Bifurcation, sensitivity, and optimal control analysis of onchocerciasis disease transmission model with two groups of infectives and saturated treatment function

A model depicting the transmission of onchocerciasis disease in human host community with two distinct groups of infected humans exhibiting low and high microfilariae (mf) output with saturated treatment function is developed and analyzed. The model equilibrium solutions are obtained, and it is found that the model exhibits forward bifurcation and the effective basic reproduction number (R-oc) governing the spread of the disease is computed by the use of the next generation matrix method. The sensitivity results of model parameters reveal that the rates describing the recruitment of humans, blackflies, onchocerciasis disease transmission, and the biting rate of blackflies are positively sensitive to R-oc, which necessitate the need for controls to be implemented in order to curtail the infectious contact between humans and blackflies in the host environment.
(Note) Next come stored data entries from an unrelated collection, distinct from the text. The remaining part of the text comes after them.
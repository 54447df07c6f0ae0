//! Error types for the settlement engine

use crate::types::MilestoneStatus;
use thiserror::Error;

/// Result type for settlement operations
pub type Result<T> = std::result::Result<T, Error>;

/// Settlement errors
#[derive(Error, Debug)]
pub enum Error {
    /// Wallet error
    #[error("Wallet error: {0}")]
    Wallet(#[from] wallet_core::Error),

    /// Referenced milestone or project is missing
    #[error("Not found: {0}")]
    NotFound(String),

    /// Caller is not the project's client/freelancer, or no freelancer assigned
    #[error("Forbidden: {0}")]
    Forbidden(String),

    /// Requested state change is not legal from the current status
    #[error("Invalid transition: cannot {action} a milestone in status {from}")]
    InvalidTransition {
        /// Status the milestone was in
        from: MilestoneStatus,
        /// Operation that was attempted
        action: &'static str,
    },

    /// Escrow release failed during approval; milestone status unchanged
    #[error("Payment failed: {0}")]
    PaymentFailed(String),

    /// Storage error (RocksDB)
    #[error("Storage error: {0}")]
    Storage(String),

    /// Serialization error
    #[error("Serialization error: {0}")]
    Serialization(#[from] bincode::Error),

    /// Concurrency error (actor mailbox closed, etc.)
    #[error("Concurrency error: {0}")]
    Concurrency(String),

    /// Configuration error
    #[error("Configuration error: {0}")]
    Config(String),

    /// IO error
    #[error("IO error: {0}")]
    Io(#[from] std::io::Error),

    /// Generic error
    #[error("{0}")]
    Other(String),
}

impl From<rocksdb::Error> for Error {
    fn from(err: rocksdb::Error) -> Self {
        Error::Storage(err.to_string())
    }
}

impl From<String> for Error {
    fn from(msg: String) -> Self {
        Error::Other(msg)
    }
}

impl From<&str> for Error {
    fn from(msg: &str) -> Self {
        Error::Other(msg.to_string())
    }
}
//! Configuration for the wallet core

use serde::{Deserialize, Serialize};
use std::path::PathBuf;

/// Wallet core configuration
#[derive(Debug, Clone, Serialize, Deserialize)]
pub struct Config {
    /// Data directory for RocksDB
    pub data_dir: PathBuf,

    /// Service name
    pub service_name: String,

    /// Service version
    pub service_version: String,

    /// Actor mailbox capacity (bounded channel, provides backpressure)
    pub mailbox_capacity: usize,

    /// RocksDB configuration
    pub rocksdb: RocksDBConfig,
}

impl Default for Config {
    fn default() -> Self {
        Self {
            data_dir: PathBuf::from("./data/wallet"),
            service_name: "wallet-core".to_string(),
            service_version: env!("CARGO_PKG_VERSION").to_string(),
            mailbox_capacity: 1000,
            rocksdb: RocksDBConfig::default(),
        }
    }
}

/// RocksDB configuration
#[derive(Debug, Clone, Serialize, Deserialize)]
pub struct RocksDBConfig {
    /// Write buffer size (MB)
    pub write_buffer_size_mb: usize,

    /// Max write buffers
    pub max_write_buffer_number: i32,

    /// Target file size (MB)
    pub target_file_size_mb: u64,

    /// Max background jobs (compaction + flush)
    pub max_background_jobs: i32,

    /// Enable statistics
    pub enable_statistics: bool,
}

impl Default for RocksDBConfig {
    fn default() -> Self {
        Self {
            write_buffer_size_mb: 64,
            max_write_buffer_number: 4,
            target_file_size_mb: 64,
            max_background_jobs: 2,
            enable_statistics: false,
        }
    }
}

impl Config {
    /// Load from file
    pub fn from_file(path: impl AsRef<std::path::Path>) -> crate::Result<Self> {
        let content = std::fs::read_to_string(path)?;
        let config: Config = toml::from_str(&content)
            .map_err(|e| crate::Error::Config(format!("Failed to parse config: {}", e)))?;
        Ok(config)
    }

    /// Load from environment variables
    pub fn from_env() -> crate::Result<Self> {
        let mut config = Config::default();

        if let Ok(data_dir) = std::env::var("WALLET_DATA_DIR") {
            config.data_dir = PathBuf::from(data_dir);
        }

        if let Ok(capacity) = std::env::var("WALLET_MAILBOX_CAPACITY") {
            config.mailbox_capacity = capacity
                .parse()
                .map_err(|e| crate::Error::Config(format!("Bad mailbox capacity: {}", e)))?;
        }

        Ok(config)
    }
}

#[cfg(test)]
mod tests {
    use super::*;

    #[test]
    fn test_default_config() {
        let config = Config::default();
        assert_eq!(config.service_name, "wallet-core");
        assert_eq!(config.mailbox_capacity, 1000);
        assert!(!config.rocksdb.enable_statistics);
    }

    #[test]
    fn test_from_toml() {
        let toml_str = r#"
            data_dir = "/tmp/wallet-test"
            service_name = "wallet-core"
            service_version = "0.1.0"
            mailbox_capacity = 32

            [rocksdb]
            write_buffer_size_mb = 16
            max_write_buffer_number = 2
            target_file_size_mb = 16
            max_background_jobs = 1
            enable_statistics = false
        "#;

        let config: Config = toml::from_str(toml_str).unwrap();
        assert_eq!(config.mailbox_capacity, 32);
        assert_eq!(config.rocksdb.write_buffer_size_mb, 16);
    }
}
To this effect, the model is further transformed into an optimal control problem by applying control strategies of personal protection of using treated bednets and wearing of permethrin-treated cloths c(1), surgical care for humans with body deformation and impaired vision c(2), education campaign c(3), and the use of insecticide c(4), respectively. The existence and uniqueness of the optimal control model are established, and the Pontryagin maximum principle (PMP) is employed to characterize the controls. The optimal control model is solved using the Runge-Kutta numerical scheme via MATI,AB, and the simulations under different control combinations show that each of the controls have its own effect in minimizing onchocerciasis transmission, but the combined effects of the four control strategies proved to be more beneficial towards the elimination of the disease in human and blackfly host community. Also, the simulations of the control profiles reveal that each of these controls are sustained at maximum until 3 months before gradually declining to zero in terminal time (T-*) of 12 months.